NKIPy

NKIPy is an experimental project that provides a NumPy-like tensor-level programming layer on top of NKI (Neuron Kernel Interface). It enables developers to write kernels for rapid prototyping of their ML programs at good performance, while abstracting away low-level hardware details and tiling strategies from developers.

NKIPy is designed for AWS Trainium and depends on components of the AWS Neuron SDK to function. While NKIPy uses Neuron SDK components, it is not an official part of the Neuron SDK. It requires the Neuron Compiler and Neuron Runtime to compile and execute kernels. NKIPy currently lowers tensor operations to HLO and then calls Neuron Compiler (neuronx-cc) to generate NKI code or executables as outputs.

This project is at a prototype/alpha level and is not intended for customers to use in production deployments. You should expect incomplete features and breaking API changes. There is no guarantee of API stability, ongoing maintenance, or future support at this time. We welcome you to experiment with NKIPy, and we appreciate feedback, bug reports, and contributions via GitHub Issues and Pull Requests.

Frequently Asked Questions

Q: Is NKIPy an official AWS product?
No. NKIPy is an experimental research project and is not part of the AWS Neuron SDK or any official AWS product offering.

Q: Can I use NKIPy in production?
While there is nothing stopping you from using it in production, NKIPy is a prototype intended for experimentation and rapid prototyping only. You should expect incomplete features and breaking API changes without notice. We are not providing time critical support for any production issues for this project.

Q: Will NKIPy be officially supported or maintained?
There are no plans or commitments for official support, ongoing maintenance, or API stability. Use at your own risk.

Q: What is the relationship between NKIPy and the Neuron SDK?
NKIPy depends on Neuron SDK components (Neuron Compiler and Neuron Runtime) to function, but it is a separate experimental project and not part of the official SDK.

Q: How can I contribute or report issues?
We welcome feedback, bug reports, and contributions through GitHub Issues and Pull Requests.

Q: Who should use NKIPy?
Researchers and developers who want to experiment with NumPy style kernel development on AWS Trainium and are comfortable working with unstable, experimental software, including self-solving issues using the open source codebase.

Packages

NKIPy

NKIPy empowers researchers to quickly prototype ideas from one kernel to the full ML stack on Trainium through a kernel-driven approach. It supports NumPy-like syntax, uses the Neuron compiler to lower kernels to NKI or binary while incorporating directives to control compilation, and includes an agile runtime to support kernel execution.

Spike Runtime

Spike provides a modern, efficient Python interface to AWS Neuron Runtime (NRT) through optimized C++ bindings. It enables direct execution of compiled NEFF models and tensor management on AWS Neuron devices with minimal overhead.

Installation

Prerequisites

NKIPy requires a Trainium instance with the Neuron Driver and Runtime installed.

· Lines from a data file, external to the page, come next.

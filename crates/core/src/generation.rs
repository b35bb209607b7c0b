use std::{
    path::{Path, PathBuf},
    process::Stdio,
    sync::Arc,
    time::Duration,
};

use async_trait::async_trait;
use serde::{Deserialize, Serialize};
use tokio::{
    fs,
    io::{AsyncBufReadExt, AsyncReadExt, BufReader},
    process::Command,
};
use tracing::{debug, info, instrument};

use crate::{
    error::{Result, StoryError},
    events::EventBus,
    story::{StoryId, StoryLayout},
    workers::GenerationOutput,
};

#[derive(Debug, Clone, Serialize, Deserialize)]
#[serde(default)]
pub struct GenerationConfig {
    pub gptscript_path: PathBuf,
    /// Script that writes the raw story assets into `--dir`
    pub script_path: PathBuf,
    pub timeout_ms: u64,
}

impl Default for GenerationConfig {
    fn default() -> Self {
        Self {
            gptscript_path: PathBuf::from("gptscript"),
            script_path: PathBuf::from("./story.gpt"),
            timeout_ms: 120_000,
        }
    }
}

impl GenerationConfig {
    pub fn timeout(&self) -> Duration {
        Duration::from_millis(self.timeout_ms)
    }
}

#[derive(Debug, Clone)]
pub struct GenerationRequest {
    pub story_id: StoryId,
    pub source_url: String,
    pub output_dir: PathBuf,
    pub timeout: Duration,
}

/// Produces the raw assets of a story (`b-roll-{i}.png`, `voiceover-{i}.mp3`,
/// `voiceover-{i}.txt`) inside the request's output directory.
#[async_trait]
pub trait StoryGenerator: Send + Sync {
    async fn generate(&self, request: &GenerationRequest) -> Result<()>;

    fn timeout(&self) -> Duration;
}

/// Runs a gptscript story script as a child process
pub struct GptScriptGenerator {
    config: GenerationConfig,
    bus: Option<Arc<EventBus>>,
}

impl GptScriptGenerator {
    pub fn new(config: GenerationConfig) -> Self {
        Self { config, bus: None }
    }

    /// Report each line the script prints as a `GenerationOutput` event
    pub fn with_event_bus(mut self, bus: Arc<EventBus>) -> Self {
        self.bus = Some(bus);
        self
    }

    pub fn command_args(&self, request: &GenerationRequest) -> Vec<String> {
        vec![
            "--disable-cache".to_string(),
            self.config.script_path.to_string_lossy().into_owned(),
            "--url".to_string(),
            request.source_url.clone(),
            "--dir".to_string(),
            request.output_dir.to_string_lossy().into_owned(),
        ]
    }

    async fn run_script(&self, request: &GenerationRequest) -> Result<()> {
        let failed = |reason: String| StoryError::Generation {
            url: request.source_url.clone(),
            reason,
        };

        let mut child = Command::new(&self.config.gptscript_path)
            .args(self.command_args(request))
            .stdin(Stdio::null())
            .stdout(Stdio::piped())
            .stderr(Stdio::piped())
            .kill_on_drop(true)
            .spawn()
            .map_err(|e| {
                failed(format!(
                    "failed to start {}: {}",
                    self.config.gptscript_path.display(),
                    e
                ))
            })?;

        let stdout = child.stdout.take();
        let mut stderr = child.stderr.take();

        let stdout_task = async {
            let Some(stdout) = stdout else { return };
            let mut lines = BufReader::new(stdout).lines();
            while let Ok(Some(line)) = lines.next_line().await {
                if line.trim().is_empty() {
                    continue;
                }
                debug!(story_id = %request.story_id, output = %line, "gptscript");
                if let Some(bus) = &self.bus {
                    bus.publish(Arc::new(GenerationOutput::new(
                        request.story_id.as_str(),
                        line,
                    )));
                }
            }
        };

        let stderr_task = async {
            let mut text = String::new();
            if let Some(stderr) = stderr.as_mut() {
                if let Err(e) = stderr.read_to_string(&mut text).await {
                    debug!(error = %e, "Failed to read gptscript stderr");
                }
            }
            text
        };

        let (_, stderr_text, status) = tokio::join!(stdout_task, stderr_task, child.wait());
        let status = status?;

        if !status.success() {
            let tail = stderr_text
                .lines()
                .rev()
                .find(|l| !l.trim().is_empty())
                .unwrap_or("")
                .to_string();
            return Err(failed(format!("exit status {}: {}", status, tail)));
        }
        Ok(())
    }
}

#[async_trait]
impl StoryGenerator for GptScriptGenerator {
    #[instrument(skip_all, fields(story_id = %request.story_id, url = %request.source_url))]
    async fn generate(&self, request: &GenerationRequest) -> Result<()> {
        match tokio::time::timeout(request.timeout, self.run_script(request)).await {
            Ok(result) => result,
            Err(_) => Err(StoryError::Timeout {
                process: "gptscript",
                timeout: request.timeout,
            }),
        }
    }

    fn timeout(&self) -> Duration {
        self.config.timeout()
    }
}

/// Allocate a new story directory under `stories_root` and fill it from `source_url`.
///
/// The directory is left in place when generation fails.
pub async fn create_story(
    generator: &dyn StoryGenerator,
    stories_root: &Path,
    source_url: &str,
) -> Result<StoryId> {
    let story_id = StoryId::generate();
    let layout = StoryLayout::new(stories_root, &story_id);
    fs::create_dir_all(layout.dir()).await?;
    info!(story_id = %story_id, url = source_url, "Creating story");

    let request = GenerationRequest {
        story_id: story_id.clone(),
        source_url: source_url.to_string(),
        output_dir: layout.dir().to_path_buf(),
        timeout: generator.timeout(),
    };
    generator.generate(&request).await?;

    info!(story_id = %story_id, "Story assets generated");
    Ok(story_id)
}
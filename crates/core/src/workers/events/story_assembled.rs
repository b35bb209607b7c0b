use std::{any::Any, time::SystemTime};

use serde::Serialize;
use uuid::Uuid;

use crate::{events::Event, types::FinalVideo, workers::events::EventHeader};

#[derive(Clone, Debug, Serialize)]
pub struct StoryAssembled {
    pub header: EventHeader,
    pub story_id: String,
    pub video: FinalVideo,
}

impl StoryAssembled {
    pub const EVENT_TYPE: &'static str = "story.assembled";

    pub fn new(parent: Option<Uuid>, story_id: &str, video: FinalVideo) -> Self {
        Self {
            header: EventHeader::new(parent),
            story_id: story_id.to_string(),
            video,
        }
    }
}

impl Event for StoryAssembled {
    fn event_id(&self) -> Uuid {
        self.header.event_id
    }

    fn parent_ids(&self) -> &[Uuid] {
        &self.header.parent_ids
    }

    fn event_type(&self) -> &'static str {
        Self::EVENT_TYPE
    }

    fn timestamp(&self) -> SystemTime {
        self.header.timestamp
    }

    fn story_id(&self) -> Option<&str> {
        Some(&self.story_id)
    }

    fn as_any(&self) -> &dyn Any {
        self as &dyn Any
    }
}
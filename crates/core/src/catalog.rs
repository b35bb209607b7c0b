use std::{io::ErrorKind, path::Path};

use tokio::fs;
use tracing::debug;

use crate::{
    error::Result,
    story::{StoryId, StoryLayout},
};

/// Stories under `stories_root` that already have a final video, sorted by id.
///
/// Entries whose names are not valid story ids are ignored. A missing root is an empty catalog.
pub async fn list_completed_stories(stories_root: &Path) -> Result<Vec<StoryId>> {
    let mut entries = match fs::read_dir(stories_root).await {
        Ok(entries) => entries,
        Err(e) if e.kind() == ErrorKind::NotFound => return Ok(Vec::new()),
        Err(e) => return Err(e.into()),
    };

    let mut completed = Vec::new();
    while let Some(entry) = entries.next_entry().await? {
        if !entry.file_type().await?.is_dir() {
            continue;
        }
        let name = entry.file_name();
        let Some(id) = name.to_str().and_then(|n| StoryId::parse(n).ok()) else {
            continue;
        };
        if StoryLayout::new(stories_root, &id).final_path().is_file() {
            completed.push(id);
        }
    }

    completed.sort();
    debug!(count = completed.len(), "Listed completed stories");
    Ok(completed)
}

If you are using a Neuron Multi-Framework DLAMI, the driver and runtime are already installed. You can skip to the next section.

Otherwise, follow the Neuron Setup Guide up to the "Install Drivers and Tools" section for your OS. Note that NKIPy does not require PyTorch, but it supports Torch tensors if available.

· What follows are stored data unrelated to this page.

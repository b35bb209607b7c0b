use std::sync::Arc;

use serde::Serialize;
use tokio::task::JoinHandle;
use tracing::{error, info, instrument, warn};
use uuid::Uuid;

use crate::{
    assets::{locate_segments, normalize_assets},
    captions::build_caption_filter,
    config::PipelineConfig,
    error::{Result, StoryError},
    events::{Event, EventBus},
    ffmpeg::{FfmpegRunner, SegmentRender, concatenate_clips, render_segment},
    story::{StoryId, StoryLayout},
    transcript::load_transcript,
    types::{FinalVideo, RenderedClip, Segment},
    workers::{PipelineFailed, PipelineStageChanged, SegmentRendered, StoryAssembled},
};

#[derive(Debug, Clone, Copy, PartialEq, Eq, Serialize)]
pub enum PipelineStage {
    Idle,
    Normalizing,
    Rendering,
    Concatenating,
    Done,
    Failed,
}

/// Assembles a story's segments into `final.mp4`.
///
/// Ready segments render concurrently; the join waits for every render to
/// finish before deciding the outcome. Assembly needs every segment, so a
/// story with missing assets fails after its ready segments were rendered.
#[derive(Clone)]
pub struct StoryPipeline {
    config: Arc<PipelineConfig>,
    runner: Arc<dyn FfmpegRunner>,
    bus: Option<Arc<EventBus>>,
}

/// Per-run bookkeeping: current stage and the event that opened the run
struct Run<'a> {
    story_id: &'a StoryId,
    stage: PipelineStage,
    root_event: Option<Uuid>,
    bus: Option<&'a EventBus>,
}

impl Run<'_> {
    fn enter(&mut self, stage: PipelineStage) {
        info!(story_id = %self.story_id, ?stage, "Pipeline stage");
        self.stage = stage;
        let event = PipelineStageChanged::new(self.root_event, self.story_id.as_str(), stage);
        if self.root_event.is_none() {
            self.root_event = Some(event.event_id());
        }
        self.publish(event);
    }

    fn publish(&self, event: impl Event) {
        if let Some(bus) = self.bus {
            bus.publish(Arc::new(event));
        }
    }

    fn fail(&mut self, err: StoryError) -> StoryError {
        error!(story_id = %self.story_id, stage = ?self.stage, error = %err, "Video processing failed");
        self.publish(PipelineFailed::new(
            self.root_event,
            self.story_id.as_str(),
            self.stage,
            err.to_string(),
        ));
        self.stage = PipelineStage::Failed;
        err
    }
}

impl StoryPipeline {
    pub fn new(config: PipelineConfig, runner: Arc<dyn FfmpegRunner>) -> Result<Self> {
        config.validate()?;
        Ok(Self {
            config: Arc::new(config),
            runner,
            bus: None,
        })
    }

    /// Publish stage, render and failure events to `bus`
    pub fn with_event_bus(mut self, bus: Arc<EventBus>) -> Self {
        self.bus = Some(bus);
        self
    }

    pub fn config(&self) -> &PipelineConfig {
        &self.config
    }

    pub fn layout(&self, id: &StoryId) -> StoryLayout {
        StoryLayout::new(&self.config.stories_root, id)
    }

    #[instrument(skip_all, fields(story_id = %id))]
    pub async fn build(&self, id: &StoryId) -> Result<FinalVideo> {
        let layout = self.layout(id);
        if !layout.dir().is_dir() {
            return Err(StoryError::StoryNotFound { id: id.to_string() });
        }

        let mut run = Run {
            story_id: id,
            stage: PipelineStage::Idle,
            root_event: None,
            bus: self.bus.as_deref(),
        };

        run.enter(PipelineStage::Normalizing);
        if let Err(e) = normalize_assets(&layout, self.config.segment_count).await {
            return Err(run.fail(e));
        }

        let (ready, missing): (Vec<Segment>, Vec<Segment>) =
            locate_segments(&layout, self.config.segment_count)
                .into_iter()
                .partition(Segment::is_render_ready);
        for segment in &missing {
            warn!(
                segment = segment.index,
                image = %segment.image.display(),
                audio = %segment.audio.display(),
                transcript = %segment.transcript.display(),
                "Missing files for video segment"
            );
        }

        run.enter(PipelineStage::Rendering);
        let clips = match self.render_all(&layout, ready, run.root_event).await {
            Ok(clips) => clips,
            Err(e) => return Err(run.fail(e)),
        };

        if !missing.is_empty() {
            let missing = missing.iter().map(|s| s.index).collect();
            return Err(run.fail(StoryError::IncompleteStory { missing }));
        }

        run.enter(PipelineStage::Concatenating);
        let video = match concatenate_clips(self.runner.as_ref(), &self.config, &layout, &clips).await
        {
            Ok(video) => video,
            Err(e) => return Err(run.fail(e)),
        };

        run.enter(PipelineStage::Done);
        run.publish(StoryAssembled::new(run.root_event, id.as_str(), video.clone()));
        info!(path = %video.relative_path, "done");
        Ok(video)
    }

    /// Render every ready segment concurrently and wait for all of them.
    ///
    /// Results are inspected in segment order once all tasks have finished,
    /// so the reported error is the lowest-indexed failing segment.
    async fn render_all(
        &self,
        layout: &StoryLayout,
        ready: Vec<Segment>,
        parent: Option<Uuid>,
    ) -> Result<Vec<RenderedClip>> {
        let handles: Vec<(usize, JoinHandle<Result<RenderedClip>>)> = ready
            .into_iter()
            .map(|segment| {
                let index = segment.index;
                let output = layout.clip_path(index);
                let story_id = layout.id().to_string();
                let pipeline = self.clone();
                let handle = tokio::spawn(async move {
                    pipeline
                        .render_one(&story_id, segment, output, parent)
                        .await
                });
                (index, handle)
            })
            .collect();

        let mut results = Vec::with_capacity(handles.len());
        for (index, handle) in handles {
            let result = handle.await.unwrap_or_else(|join_error| {
                Err(StoryError::Render {
                    segment: index,
                    reason: format!("render task aborted: {}", join_error),
                })
            });
            results.push(result);
        }

        results.into_iter().collect()
    }

    async fn render_one(
        &self,
        story_id: &str,
        segment: Segment,
        output: std::path::PathBuf,
        parent: Option<Uuid>,
    ) -> Result<RenderedClip> {
        let transcript = load_transcript(&segment.transcript).await?;
        for word in transcript.words.iter().filter(|w| !w.is_well_formed()) {
            warn!(
                segment = segment.index,
                word = %word.word,
                start = word.start,
                end = word.end,
                "Word timing window is malformed and may never be shown"
            );
        }

        let job = SegmentRender {
            segment: segment.index,
            image: segment.image,
            audio: segment.audio,
            filter: build_caption_filter(&transcript, &self.config.captions),
            duration: transcript.duration,
            output,
        };
        let clip = render_segment(self.runner.as_ref(), &self.config, &job).await?;

        if let Some(bus) = &self.bus {
            bus.publish(Arc::new(SegmentRendered::new(
                parent,
                story_id,
                clip.clone(),
                transcript.duration,
            )));
        }
        Ok(clip)
    }
}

Quick Start with uv (Recommended)

uv is a fast Python package manager that handles dependencies and virtual environments automatically.

# Install uv (if not already installed)
curl -LsSf https://astral.sh/uv/install.sh | sh

# Clone the repository
git clone https://github.com/aws-neuron/nkipy.git
cd nkipy

# Install all packages in editable mode
uv sync

# For additional features (examples, docs, testing):
uv sync --all-groups

This will:

Create a .venv virtual environment
Install nkipy, spike, and all dependencies (including neuronx-cc from the Neuron repository)

The --all-groups flag additionally installs:

test: pytest, ruff, mypy for testing and linting
examples: torch, transformers, ipython for running examples
docs: sphinx and related tools for building documentation

Running Commands

Note: Activate the environment with source .venv/bin/activate, or use uv run python your_script.py to run without activation.

# Run Python with the workspace environment
source .venv/bin/activate
python -c "import nkipy; import spike"

# Run a small NKIPy kernel
python examples/playground/simple_nkipy_kernel.py

Building Wheels

To build distribution wheels:

# Build nkipy
uv build --package nkipy

# Build spike
uv build --package spike

Wheels will be created in the dist/ directory.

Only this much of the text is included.